The code is adapted on the basis of [https://github.com/chenhongge/SA_DQN](https://github.com/chenhongge/SA_DQN).

Basically, we evaluate models trained using empirically robust RL methods. The trained models can be obtained from the following anonymous Google Drive link [https://drive.google.com/file/d/1cnNwzRuS04chMCxenpcz0I6TuQ2YaDgr/view?usp=sharing](https://drive.google.com/file/d/1cnNwzRuS04chMCxenpcz0I6TuQ2YaDgr/view?usp=sharing) and uncompressed to the  `models/` directory. The configuration files are placed under the `config/` directory.

Our repo mainly consists of three certification algorithms:**CROP-LoAct**, **CROP-GRe**, and **CROP-LoRe**. We next present the example commands for running the three certification algorithms, as well as the empirical attacks against two policies.

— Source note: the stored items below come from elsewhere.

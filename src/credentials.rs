//! Mount credential and source resolution
//!
//! Turns a volume's stored options plus the daemon defaults into a fully
//! resolved [`MountSpec`]. The only I/O performed here is reading an optional
//! secret file.

use std::fmt;
use std::path::{Path, PathBuf};

use tracing::debug;

use crate::config::{CephDefaults, DEFAULT_CEPH_PORT};
use crate::error::{Result, VolumeError};
use crate::options::{self, VolumeOptions};

/// Placeholder substituted for the secret in anything that gets logged
pub const REDACTED: &str = "****";

/// Everything the executor needs to run one mount
#[derive(Clone)]
pub struct MountSpec {
    /// Composite source, e.g. `10.0.0.1:6789,10.0.0.2:6789:/data`
    pub source: String,
    /// Local mount point
    pub target: PathBuf,
    /// cephx user, empty when none is configured
    pub username: String,
    /// cephx secret, empty when none is configured
    pub secret: String,
    /// Extra auth context option, passed through verbatim
    pub context: String,
    /// Extra mount options, comma separated
    pub extra_options: Option<String>,
}

impl MountSpec {
    /// The `-o` argument: context, user, secret, then extra options
    pub fn option_string(&self) -> String {
        self.build_options(&self.secret)
    }

    /// Same as [`option_string`](Self::option_string) with the secret masked
    pub fn redacted_option_string(&self) -> String {
        self.build_options(REDACTED)
    }

    /// Replace every occurrence of the secret in `text` with the placeholder
    pub fn redact(&self, text: &str) -> String {
        if self.secret.is_empty() {
            text.to_string()
        } else {
            text.replace(&self.secret, REDACTED)
        }
    }

    fn build_options(&self, secret: &str) -> String {
        let mut parts: Vec<String> = Vec::new();
        if !self.context.is_empty() {
            parts.push(self.context.clone());
        }
        if !self.username.is_empty() {
            parts.push(format!("name={}", self.username));
        }
        if !self.secret.is_empty() {
            parts.push(format!("secret={}", secret));
        }
        if let Some(extra) = self.extra_options.as_deref() {
            parts.extend(
                extra
                    .split(',')
                    .map(str::trim)
                    .filter(|o| !o.is_empty())
                    .map(String::from),
            );
        }
        parts.join(",")
    }
}

impl fmt::Debug for MountSpec {
    fn fmt(&self, f: &mut fmt::Formatter<'_>) -> fmt::Result {
        f.debug_struct("MountSpec")
            .field("source", &self.source)
            .field("target", &self.target)
            .field("options", &self.redacted_option_string())
            .finish()
    }
}

/// Resolves per-volume options against the daemon defaults
#[derive(Debug, Clone)]
pub struct CredentialResolver {
    defaults: CephDefaults,
    default_options: VolumeOptions,
}

impl CredentialResolver {
    pub fn new(defaults: CephDefaults) -> Self {
        let mut default_options = VolumeOptions::new();
        if let Some(opts) = defaults.options.as_ref() {
            default_options.insert(options::CEPH_OPTIONS.to_string(), opts.clone());
        }
        Self {
            defaults,
            default_options,
        }
    }

    /// Build the mount spec for volume `name` mounted at `target`.
    ///
    /// Fails with [`VolumeError::ConflictingCredentials`] before touching the
    /// filesystem when both `secret` and `secretfile` are given.
    pub fn resolve(&self, name: &str, volume_opts: &VolumeOptions, target: &Path) -> Result<MountSpec> {
        let opts = options::merge(&self.default_options, volume_opts);

        let secret = self.secret(&opts)?;
        let username = options::non_empty(&opts, options::NAME)
            .map(String::from)
            .unwrap_or_else(|| self.defaults.username.clone());

        let source = self.source(name, &opts);
        debug!("Resolved source for {}: {}", name, source);

        Ok(MountSpec {
            source,
            target: target.to_path_buf(),
            username,
            secret,
            context: self.defaults.context.clone(),
            extra_options: options::non_empty(&opts, options::CEPH_OPTIONS).map(String::from),
        })
    }

    fn secret(&self, opts: &VolumeOptions) -> Result<String> {
        let inline = options::non_empty(opts, options::SECRET);
        let file = options::non_empty(opts, options::SECRET_FILE);

        match (inline, file) {
            (Some(_), Some(_)) => Err(VolumeError::ConflictingCredentials),
            (Some(secret), None) => Ok(secret.to_string()),
            (None, Some(path)) => read_secret_file(Path::new(path)),
            (None, None) => Ok(self.defaults.password.clone()),
        }
    }

    fn port(&self, opts: &VolumeOptions) -> String {
        match options::non_empty(opts, options::PORT) {
            Some(port) => port.to_string(),
            None if self.defaults.port != 0 => self.defaults.port.to_string(),
            None => DEFAULT_CEPH_PORT.to_string(),
        }
    }

    fn source(&self, name: &str, opts: &VolumeOptions) -> String {
        let port = self.port(opts);

        if let Some(addr) = options::non_empty(opts, options::ADDR) {
            let monitors: Vec<String> = addr
                .split(',')
                .map(str::trim)
                .filter(|a| !a.is_empty())
                .map(|a| format!("{}:{}", a, port))
                .collect();
            let device = options::non_empty(opts, options::DEVICE).unwrap_or_default();
            return format!("{}{}", monitors.join(","), device);
        }

        if let Some(share) = options::non_empty(opts, options::SHARE) {
            return share.to_string();
        }

        match name.split_once('/') {
            Some((host, path)) => format!("{}:{}:/{}", host, port, path),
            None if !self.defaults.endpoint.is_empty() => {
                format!("{}:{}:/{}", self.defaults.endpoint, port, name)
            }
            None => format!("{}:{}:/", name, port),
        }
    }
}

/// Read a secret file, trimming surrounding whitespace
fn read_secret_file(path: &Path) -> Result<String> {
    let data = std::fs::read_to_string(path).map_err(|source| VolumeError::SecretFile {
        path: path.to_path_buf(),
        source,
    })?;
    Ok(data.trim().to_string())
}
//! Per-volume option keys and helpers
//!
//! Options arrive as a flat string map from the container runtime
//! (`docker volume create --opt key=value`).

use std::collections::HashMap;

/// Per-volume option map
pub type VolumeOptions = HashMap<String, String>;

/// Source override: mount this share instead of deriving it from the name
pub const SHARE: &str = "share";
/// Set on volumes created through the `share#name` syntax
pub const CREATE: &str = "create";
/// cephx user name
pub const NAME: &str = "name";
/// Inline cephx secret
pub const SECRET: &str = "secret";
/// File holding the cephx secret
pub const SECRET_FILE: &str = "secretfile";
/// Comma separated monitor addresses
pub const ADDR: &str = "addr";
/// Path inside the filesystem, appended to the monitor list
pub const DEVICE: &str = "device";
/// Monitor port
pub const PORT: &str = "port";
/// Extra mount options, comma separated
pub const CEPH_OPTIONS: &str = "cephopts";

/// Separator for the `share#name` volume name syntax
pub const SHARE_SEPARATOR: char = '#';

/// Overlay `overrides` on top of `defaults`; overrides win on collision.
pub fn merge(defaults: &VolumeOptions, overrides: &VolumeOptions) -> VolumeOptions {
    let mut merged = defaults.clone();
    merged.extend(overrides.iter().map(|(k, v)| (k.clone(), v.clone())));
    merged
}

/// Case-insensitive "yes"/"true" is true, anything else false
pub fn is_truthy(value: &str) -> bool {
    value.eq_ignore_ascii_case("yes") || value.eq_ignore_ascii_case("true")
}

/// Look up a key, treating an empty value as absent
pub fn non_empty<'a>(opts: &'a VolumeOptions, key: &str) -> Option<&'a str> {
    opts.get(key).map(String::as_str).filter(|v| !v.is_empty())
}

/// Split a `share#name` volume name.
///
/// Returns the bare volume name plus the options implied by the share part.
/// Names without the separator come back unchanged with no options.
pub fn resolve_name(name: &str) -> (String, Option<VolumeOptions>) {
    match name.split_once(SHARE_SEPARATOR) {
        Some((share, volume)) => {
            let mut opts = VolumeOptions::new();
            opts.insert(SHARE.to_string(), share.to_string());
            opts.insert(CREATE.to_string(), "true".to_string());
            (volume.to_string(), Some(opts))
        }
        None => (name.to_string(), None),
    }
}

## Certification algorithms

### CROP-LoAct

We first run the pre-processing step to obtain the output range of the Q-network, e.g.,

```bash
python estimate_q_range.py --config config/Freeway_cov.json test_config:load_model_path=models/Freeway-convex.model test_config:m=1000 test_config:sigma=1.00 test_config:smooth=true test_config:num_episodes=10
```

Then, we update the configuration file `config_v_table.py` and run the per-state certification algorithm, e.g.,

```bash
python certify_r.py --config config/Freeway_cov.json test_config:load_model_path=models/Freeway-convex.model test_config:m=10000 test_config:sigma=1.00 test_config:smooth=true test_config:max_frames_per_episode=500 test_config:num_episodes=10
```

The results are stored in files with the suffix `_R-list-{i}.pt`.

### CROP-GRe

Example command to run the global smoothing algorithm:

```bash
python test_GS.py --config config/Freeway_cov.json test_config:load_model_path=models/Freeway-convex.model test_config:num_episodes=10000 test_config:max_frames_per_episode=500 test_config:m=1 test_config:smooth=true test_config:eps=0.5 test_config:GS=true
```

### CROP-LoRe

Example command to run the adaptive search algorithm: 

```bash
python test_tree.py --config config/Freeway_cov.json test_config:load_model_path=models/Freeway-convex.model test_config:m=10000 test_config:sigma=1.00 test_config:smooth=true training_config:use_async_env=false test_config:max_frames_per_episode=200
```

The results are stored in the file with the suffix `_certify-map.pt`.

## Empirical Attacks

### Attacks against the locally smoothed policy $\tilde\pi$

Example command:

```bash
python test_attack.py --config config/Freeway_cov.json test_config:load_model_path=models/Freeway-convex.model test_config:m=10000 test_config:sigma=1.00 test_config:smooth=true test_config:max_frames_per_episode=200 test_config:attack_config:params:epsilon=0.25 test_config:num_episodes=1 training_config:use_async_env=false
```

### Attacks against the $\sigma$-randomized policy $\pi\prime$

Example command:

```bash
python test_attack_global.py --config config/Freeway_cov.json test_config:load_model_path=models/Freeway-convex.model test_config:m=1 test_config:sigma=0.75 test_config:smooth=true test_config:max_frames_per_episode=500 test_config:attack_config:params:epsilon=0.08 test_config:num_episodes=101 training_config:use_async_env=true
```